Your task: Below are some entries. Copy each line that holds the string "tracing".

Data for the task:
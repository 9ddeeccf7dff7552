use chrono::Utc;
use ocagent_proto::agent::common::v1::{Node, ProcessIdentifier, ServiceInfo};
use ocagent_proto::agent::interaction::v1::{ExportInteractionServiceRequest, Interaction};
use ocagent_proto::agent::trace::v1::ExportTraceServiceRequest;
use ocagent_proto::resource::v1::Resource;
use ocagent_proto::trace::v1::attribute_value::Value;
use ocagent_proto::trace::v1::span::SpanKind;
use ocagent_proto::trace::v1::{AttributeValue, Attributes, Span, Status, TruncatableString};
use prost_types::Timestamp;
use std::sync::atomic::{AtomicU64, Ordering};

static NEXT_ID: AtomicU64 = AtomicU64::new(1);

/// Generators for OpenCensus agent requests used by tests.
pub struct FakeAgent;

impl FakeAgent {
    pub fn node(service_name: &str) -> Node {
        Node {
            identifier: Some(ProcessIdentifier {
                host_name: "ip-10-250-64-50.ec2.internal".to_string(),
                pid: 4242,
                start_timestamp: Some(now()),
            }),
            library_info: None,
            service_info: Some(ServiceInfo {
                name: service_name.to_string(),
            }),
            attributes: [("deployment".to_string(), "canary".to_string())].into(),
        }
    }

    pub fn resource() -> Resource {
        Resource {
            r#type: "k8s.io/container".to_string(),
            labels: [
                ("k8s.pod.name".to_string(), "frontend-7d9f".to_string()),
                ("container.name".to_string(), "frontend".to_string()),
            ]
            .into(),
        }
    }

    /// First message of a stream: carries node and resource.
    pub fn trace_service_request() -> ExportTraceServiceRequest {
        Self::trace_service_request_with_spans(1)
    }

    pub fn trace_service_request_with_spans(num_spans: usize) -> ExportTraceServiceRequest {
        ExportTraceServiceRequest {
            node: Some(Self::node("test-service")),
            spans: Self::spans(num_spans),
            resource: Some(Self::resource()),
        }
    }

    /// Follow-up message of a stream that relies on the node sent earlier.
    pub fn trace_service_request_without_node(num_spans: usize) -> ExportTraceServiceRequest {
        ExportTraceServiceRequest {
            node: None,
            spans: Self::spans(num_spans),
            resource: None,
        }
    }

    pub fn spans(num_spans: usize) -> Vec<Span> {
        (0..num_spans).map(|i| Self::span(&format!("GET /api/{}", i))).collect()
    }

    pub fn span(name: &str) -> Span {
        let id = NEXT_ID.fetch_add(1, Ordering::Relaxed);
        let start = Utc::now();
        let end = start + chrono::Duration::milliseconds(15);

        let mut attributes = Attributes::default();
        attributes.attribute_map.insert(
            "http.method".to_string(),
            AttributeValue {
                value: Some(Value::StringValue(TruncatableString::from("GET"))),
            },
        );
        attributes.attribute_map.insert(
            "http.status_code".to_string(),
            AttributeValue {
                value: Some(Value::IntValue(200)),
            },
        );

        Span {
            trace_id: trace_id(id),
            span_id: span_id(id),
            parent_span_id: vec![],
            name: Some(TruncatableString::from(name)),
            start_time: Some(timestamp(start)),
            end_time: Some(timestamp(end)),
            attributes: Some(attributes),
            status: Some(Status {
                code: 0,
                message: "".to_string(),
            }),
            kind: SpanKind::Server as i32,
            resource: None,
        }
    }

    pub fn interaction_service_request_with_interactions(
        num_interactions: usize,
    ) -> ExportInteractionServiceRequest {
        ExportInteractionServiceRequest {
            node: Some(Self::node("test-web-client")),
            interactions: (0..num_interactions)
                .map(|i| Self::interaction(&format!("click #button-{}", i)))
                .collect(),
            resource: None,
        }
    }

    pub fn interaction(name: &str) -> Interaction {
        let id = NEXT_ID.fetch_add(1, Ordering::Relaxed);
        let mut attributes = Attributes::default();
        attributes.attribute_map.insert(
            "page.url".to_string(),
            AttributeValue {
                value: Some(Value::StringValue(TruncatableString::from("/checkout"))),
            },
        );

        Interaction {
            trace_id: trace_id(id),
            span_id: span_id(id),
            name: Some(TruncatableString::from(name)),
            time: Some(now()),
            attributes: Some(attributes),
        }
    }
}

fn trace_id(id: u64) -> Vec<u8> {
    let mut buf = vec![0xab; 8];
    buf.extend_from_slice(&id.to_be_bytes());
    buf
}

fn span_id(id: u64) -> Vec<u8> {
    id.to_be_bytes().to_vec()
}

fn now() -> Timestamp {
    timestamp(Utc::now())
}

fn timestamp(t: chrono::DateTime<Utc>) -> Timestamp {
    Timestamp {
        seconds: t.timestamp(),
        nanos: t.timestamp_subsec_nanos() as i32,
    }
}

* * *

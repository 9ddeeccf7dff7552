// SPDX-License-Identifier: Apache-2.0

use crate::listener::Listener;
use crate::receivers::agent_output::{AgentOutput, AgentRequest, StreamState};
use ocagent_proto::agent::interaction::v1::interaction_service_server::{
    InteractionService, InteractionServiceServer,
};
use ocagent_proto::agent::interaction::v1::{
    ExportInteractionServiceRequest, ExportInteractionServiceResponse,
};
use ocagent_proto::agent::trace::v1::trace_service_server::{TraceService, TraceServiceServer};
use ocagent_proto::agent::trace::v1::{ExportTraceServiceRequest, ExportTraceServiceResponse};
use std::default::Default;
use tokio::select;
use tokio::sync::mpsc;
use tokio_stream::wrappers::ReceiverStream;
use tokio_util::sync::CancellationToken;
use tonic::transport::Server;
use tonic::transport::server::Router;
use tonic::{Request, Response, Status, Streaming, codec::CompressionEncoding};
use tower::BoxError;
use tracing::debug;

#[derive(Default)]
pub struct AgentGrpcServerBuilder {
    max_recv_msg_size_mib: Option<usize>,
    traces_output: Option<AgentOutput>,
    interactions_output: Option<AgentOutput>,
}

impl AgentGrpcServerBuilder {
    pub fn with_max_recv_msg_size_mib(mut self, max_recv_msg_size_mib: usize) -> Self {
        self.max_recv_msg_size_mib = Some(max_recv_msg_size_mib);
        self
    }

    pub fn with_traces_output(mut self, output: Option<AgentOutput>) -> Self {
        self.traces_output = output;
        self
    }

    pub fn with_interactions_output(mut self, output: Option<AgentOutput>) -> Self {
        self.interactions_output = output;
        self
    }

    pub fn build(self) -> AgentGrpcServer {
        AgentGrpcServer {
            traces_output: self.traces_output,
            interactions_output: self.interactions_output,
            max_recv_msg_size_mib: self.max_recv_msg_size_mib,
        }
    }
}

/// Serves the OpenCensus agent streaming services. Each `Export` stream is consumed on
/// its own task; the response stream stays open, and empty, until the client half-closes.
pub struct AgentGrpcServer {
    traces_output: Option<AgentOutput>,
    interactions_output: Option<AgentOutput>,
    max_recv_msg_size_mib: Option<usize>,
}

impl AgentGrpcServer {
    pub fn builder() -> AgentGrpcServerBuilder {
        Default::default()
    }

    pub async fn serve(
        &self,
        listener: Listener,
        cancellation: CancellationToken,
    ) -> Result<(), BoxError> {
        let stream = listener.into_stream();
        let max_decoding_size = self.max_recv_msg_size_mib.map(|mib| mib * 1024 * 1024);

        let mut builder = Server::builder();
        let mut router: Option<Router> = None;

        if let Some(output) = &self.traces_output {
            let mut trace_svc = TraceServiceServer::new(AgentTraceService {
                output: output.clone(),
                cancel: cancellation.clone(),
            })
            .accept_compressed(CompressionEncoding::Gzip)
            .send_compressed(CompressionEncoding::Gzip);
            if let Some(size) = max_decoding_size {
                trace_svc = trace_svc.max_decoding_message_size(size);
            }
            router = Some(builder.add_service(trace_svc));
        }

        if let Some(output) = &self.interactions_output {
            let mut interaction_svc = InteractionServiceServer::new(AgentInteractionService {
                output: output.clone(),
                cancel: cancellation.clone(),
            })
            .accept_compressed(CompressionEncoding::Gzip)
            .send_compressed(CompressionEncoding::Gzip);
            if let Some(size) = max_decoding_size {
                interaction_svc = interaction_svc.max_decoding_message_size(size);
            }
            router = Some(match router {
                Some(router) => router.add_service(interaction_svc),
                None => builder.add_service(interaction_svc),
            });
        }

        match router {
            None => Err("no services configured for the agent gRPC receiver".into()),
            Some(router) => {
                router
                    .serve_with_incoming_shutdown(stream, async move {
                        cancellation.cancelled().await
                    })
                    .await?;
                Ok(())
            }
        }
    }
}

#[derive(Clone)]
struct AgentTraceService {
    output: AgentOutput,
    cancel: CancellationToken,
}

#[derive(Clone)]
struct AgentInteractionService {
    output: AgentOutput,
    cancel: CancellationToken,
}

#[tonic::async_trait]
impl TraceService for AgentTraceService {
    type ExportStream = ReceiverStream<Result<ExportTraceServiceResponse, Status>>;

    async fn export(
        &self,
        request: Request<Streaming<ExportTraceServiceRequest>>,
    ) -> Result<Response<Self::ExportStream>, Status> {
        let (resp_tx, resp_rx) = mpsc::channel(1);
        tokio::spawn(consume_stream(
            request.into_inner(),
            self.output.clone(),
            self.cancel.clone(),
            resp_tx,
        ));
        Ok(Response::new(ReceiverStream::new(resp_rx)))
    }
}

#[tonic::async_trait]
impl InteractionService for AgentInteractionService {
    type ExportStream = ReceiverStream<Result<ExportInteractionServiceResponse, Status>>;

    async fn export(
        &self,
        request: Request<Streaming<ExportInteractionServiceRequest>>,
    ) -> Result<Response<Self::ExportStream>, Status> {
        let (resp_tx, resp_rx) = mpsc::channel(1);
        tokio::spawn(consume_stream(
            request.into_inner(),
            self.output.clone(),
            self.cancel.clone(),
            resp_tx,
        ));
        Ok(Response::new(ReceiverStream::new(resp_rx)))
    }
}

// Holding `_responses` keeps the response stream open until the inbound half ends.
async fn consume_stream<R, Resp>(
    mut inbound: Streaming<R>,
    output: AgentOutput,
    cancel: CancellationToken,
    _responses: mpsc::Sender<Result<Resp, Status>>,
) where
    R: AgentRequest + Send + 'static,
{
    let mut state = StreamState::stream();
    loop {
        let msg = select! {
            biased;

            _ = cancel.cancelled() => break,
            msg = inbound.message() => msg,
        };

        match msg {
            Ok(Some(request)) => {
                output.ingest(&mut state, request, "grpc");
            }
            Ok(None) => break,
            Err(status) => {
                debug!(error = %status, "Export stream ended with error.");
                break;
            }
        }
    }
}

* * *

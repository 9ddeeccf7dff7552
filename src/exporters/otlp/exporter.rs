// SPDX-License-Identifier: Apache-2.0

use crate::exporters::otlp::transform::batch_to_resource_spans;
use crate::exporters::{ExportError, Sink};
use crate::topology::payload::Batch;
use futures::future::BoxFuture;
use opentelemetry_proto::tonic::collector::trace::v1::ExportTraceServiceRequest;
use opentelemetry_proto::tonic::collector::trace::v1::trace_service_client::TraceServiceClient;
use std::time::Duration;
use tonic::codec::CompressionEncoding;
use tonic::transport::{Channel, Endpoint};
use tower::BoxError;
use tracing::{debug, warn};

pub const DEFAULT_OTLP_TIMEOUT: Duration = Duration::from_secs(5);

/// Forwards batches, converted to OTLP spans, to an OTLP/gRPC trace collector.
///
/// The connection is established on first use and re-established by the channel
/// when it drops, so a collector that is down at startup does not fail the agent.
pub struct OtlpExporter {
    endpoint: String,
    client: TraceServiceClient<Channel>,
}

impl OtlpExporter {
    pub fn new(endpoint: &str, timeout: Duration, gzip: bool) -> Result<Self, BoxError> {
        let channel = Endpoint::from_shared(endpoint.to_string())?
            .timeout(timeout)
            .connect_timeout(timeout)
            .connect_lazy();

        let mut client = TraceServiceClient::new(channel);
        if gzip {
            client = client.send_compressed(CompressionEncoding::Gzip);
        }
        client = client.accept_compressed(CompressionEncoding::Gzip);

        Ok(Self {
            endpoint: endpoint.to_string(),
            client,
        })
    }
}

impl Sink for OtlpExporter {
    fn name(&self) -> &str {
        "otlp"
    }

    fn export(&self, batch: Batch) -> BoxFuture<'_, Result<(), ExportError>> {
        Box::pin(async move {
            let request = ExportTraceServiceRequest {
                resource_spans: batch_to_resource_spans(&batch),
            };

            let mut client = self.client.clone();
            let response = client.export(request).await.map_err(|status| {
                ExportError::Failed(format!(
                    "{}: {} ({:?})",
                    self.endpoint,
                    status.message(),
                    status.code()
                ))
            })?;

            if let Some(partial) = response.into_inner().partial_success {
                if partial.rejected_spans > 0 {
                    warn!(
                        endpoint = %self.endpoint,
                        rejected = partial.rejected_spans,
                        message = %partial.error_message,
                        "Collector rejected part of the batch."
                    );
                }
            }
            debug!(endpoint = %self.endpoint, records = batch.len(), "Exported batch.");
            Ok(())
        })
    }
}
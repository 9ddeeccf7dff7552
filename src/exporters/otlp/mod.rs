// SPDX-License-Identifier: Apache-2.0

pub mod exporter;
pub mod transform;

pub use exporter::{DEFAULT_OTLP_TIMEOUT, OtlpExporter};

Problem solution:
use tracing::debug;
use tracing::{debug, warn};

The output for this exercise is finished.